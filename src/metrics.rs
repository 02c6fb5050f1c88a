// 📊 Metrics Calculator - Earned-value indices at the data date
// Pure function over one monthly sample + BAC. Every division with a zero
// denominator yields the 0.0 sentinel instead of a fault; a CPI or SPI of
// exactly 1.0 means on-budget / on-schedule.

use crate::curve::MonthlySample;
use serde::{Deserialize, Serialize};

// ============================================================================
// HEALTH BANDS
// ============================================================================

/// Traffic-light band for a performance index.
#[derive(Debug, Clone, Copy, PartialEq, Eq, Serialize, Deserialize)]
pub enum Health {
    /// Index >= 1.0
    OnTrack,
    /// Index in [0.95, 1.0)
    Warning,
    /// Index below 0.95
    Critical,
}

impl Health {
    pub fn from_index(index: f64) -> Self {
        if index >= 1.0 {
            Health::OnTrack
        } else if index >= 0.95 {
            Health::Warning
        } else {
            Health::Critical
        }
    }

    pub fn symbol(&self) -> &str {
        match self {
            Health::OnTrack => "▲",
            Health::Warning => "◆",
            Health::Critical => "▼",
        }
    }
}

// ============================================================================
// EV METRICS SNAPSHOT
// ============================================================================

/// Earned-value snapshot for one phase at the data date.
#[derive(Debug, Clone, Copy, PartialEq, Serialize, Deserialize)]
pub struct EvMetrics {
    pub bac: f64,
    pub pv: f64,
    pub ev: f64,
    pub ac: f64,
    /// Cost Performance Index: EV / AC
    pub cpi: f64,
    /// Schedule Performance Index: EV / PV
    pub spi: f64,
    /// Cost Variance: EV - AC
    pub cv: f64,
    /// Schedule Variance: EV - PV
    pub sv: f64,
    /// Estimate at Completion: BAC / CPI, or BAC when CPI is the sentinel
    pub eac: f64,
    /// Estimate to Complete: EAC - AC
    pub etc: f64,
    /// Variance at Completion: BAC - EAC
    pub vac: f64,
    pub percent_complete: f64,
    pub percent_spent: f64,
    /// To-Complete Performance Index: (BAC - EV) / (BAC - AC)
    pub tcpi: f64,
    /// CV as a share of earned value
    pub cv_percent: f64,
    /// SV as a share of planned value
    pub sv_percent: f64,
}

impl EvMetrics {
    /// Compute the snapshot from raw cumulative values.
    pub fn compute(pv: f64, ev: f64, ac: f64, bac: f64) -> Self {
        let cpi = if ac > 0.0 { ev / ac } else { 0.0 };
        let spi = if pv > 0.0 { ev / pv } else { 0.0 };
        let cv = ev - ac;
        let sv = ev - pv;
        let eac = if cpi > 0.0 { bac / cpi } else { bac };
        let etc = eac - ac;
        let vac = bac - eac;
        let percent_complete = if bac > 0.0 { ev / bac } else { 0.0 };
        let percent_spent = if bac > 0.0 { ac / bac } else { 0.0 };
        let remaining = bac - ac;
        let tcpi = if remaining != 0.0 {
            (bac - ev) / remaining
        } else {
            0.0
        };
        let cv_percent = if ev > 0.0 { cv / ev } else { 0.0 };
        let sv_percent = if pv > 0.0 { sv / pv } else { 0.0 };

        EvMetrics {
            bac,
            pv,
            ev,
            ac,
            cpi,
            spi,
            cv,
            sv,
            eac,
            etc,
            vac,
            percent_complete,
            percent_spent,
            tcpi,
            cv_percent,
            sv_percent,
        }
    }

    /// Snapshot from a monthly sample; absent ev/ac read as zero.
    pub fn from_sample(sample: &MonthlySample, bac: f64) -> Self {
        Self::compute(
            sample.pv as f64,
            sample.ev.unwrap_or(0) as f64,
            sample.ac.unwrap_or(0) as f64,
            bac,
        )
    }

    pub fn cost_health(&self) -> Health {
        Health::from_index(self.cpi)
    }

    pub fn schedule_health(&self) -> Health {
        Health::from_index(self.spi)
    }
}

// ============================================================================
// TESTS
// ============================================================================

#[cfg(test)]
mod tests {
    use super::*;
    use crate::config::ProjectConfig;
    use crate::curve::CurveGenerator;

    fn close(a: f64, b: f64) -> bool {
        (a - b).abs() < 1e-2
    }

    #[test]
    fn test_worked_example() {
        let m = EvMetrics::compute(100.0, 92.0, 100.0, 1000.0);

        assert_eq!(m.cpi, 0.92);
        assert_eq!(m.spi, 0.92);
        assert_eq!(m.cv, -8.0);
        assert_eq!(m.sv, -8.0);
        assert!(close(m.eac, 1086.96), "eac = {}", m.eac);
        assert!(close(m.vac, -86.96), "vac = {}", m.vac);
        assert!(close(m.etc, 986.96), "etc = {}", m.etc);
        assert!(close(m.tcpi, (1000.0 - 92.0) / (1000.0 - 100.0)));
    }

    #[test]
    fn test_zero_denominators_yield_sentinels() {
        let m = EvMetrics::compute(0.0, 0.0, 0.0, 100.0);

        assert_eq!(m.cpi, 0.0);
        assert_eq!(m.spi, 0.0);
        assert_eq!(m.percent_complete, 0.0);
        assert_eq!(m.percent_spent, 0.0);
        assert_eq!(m.cv_percent, 0.0);
        assert_eq!(m.sv_percent, 0.0);
        // CPI sentinel forces EAC back to BAC
        assert_eq!(m.eac, 100.0);
        assert_eq!(m.vac, 0.0);
    }

    #[test]
    fn test_zero_bac_yields_sentinels() {
        let m = EvMetrics::compute(50.0, 40.0, 45.0, 0.0);

        assert_eq!(m.percent_complete, 0.0);
        assert_eq!(m.percent_spent, 0.0);
    }

    #[test]
    fn test_tcpi_sentinel_when_budget_fully_spent() {
        let m = EvMetrics::compute(100.0, 90.0, 100.0, 100.0);

        assert_eq!(m.tcpi, 0.0);
    }

    #[test]
    fn test_on_budget_project_has_unit_indices() {
        let m = EvMetrics::compute(500.0, 500.0, 500.0, 1000.0);

        assert_eq!(m.cpi, 1.0);
        assert_eq!(m.spi, 1.0);
        assert_eq!(m.cv, 0.0);
        assert_eq!(m.sv, 0.0);
        assert_eq!(m.eac, 1000.0);
        assert_eq!(m.vac, 0.0);
        assert_eq!(m.cost_health(), Health::OnTrack);
        assert_eq!(m.schedule_health(), Health::OnTrack);
    }

    #[test]
    fn test_health_bands() {
        assert_eq!(Health::from_index(1.2), Health::OnTrack);
        assert_eq!(Health::from_index(1.0), Health::OnTrack);
        assert_eq!(Health::from_index(0.97), Health::Warning);
        assert_eq!(Health::from_index(0.8), Health::Critical);
    }

    #[test]
    fn test_from_sample_treats_absent_actuals_as_zero() {
        let sample = crate::curve::MonthlySample {
            month: "Aug 14".to_string(),
            month_index: 36,
            pv: 1000,
            ev: None,
            ac: None,
        };
        let m = EvMetrics::from_sample(&sample, 5000.0);

        assert_eq!(m.ev, 0.0);
        assert_eq!(m.ac, 0.0);
        assert_eq!(m.cpi, 0.0);
        assert_eq!(m.spi, 0.0);
    }

    #[test]
    fn test_demo_project_metrics_at_data_date() {
        let config = ProjectConfig::demo();
        let gen = CurveGenerator::new(&config);
        let sample = gen.data_date_sample("ALL").unwrap();
        let bac = config.aggregate_phase().unwrap().bac;
        let m = EvMetrics::from_sample(&sample, bac);

        // EV is damped to 92% of plan and lags it, so the demo project
        // reads behind schedule at the data date
        assert!(m.spi > 0.0 && m.spi < 1.0, "spi = {}", m.spi);
        assert!(m.cpi > 0.0, "cpi = {}", m.cpi);
        assert!(m.percent_complete > 0.0 && m.percent_complete < 1.0);
        assert!(m.eac > 0.0);
    }
}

━━━

TASK STATEMENT: Every line of the material that holds the word "derive" must be found and copied.

WRITTEN REPLY:
#[derive(Debug, Clone, Copy, PartialEq, Eq, Serialize, Deserialize)]
#[derive(Debug, Clone, Copy, PartialEq, Serialize, Deserialize)]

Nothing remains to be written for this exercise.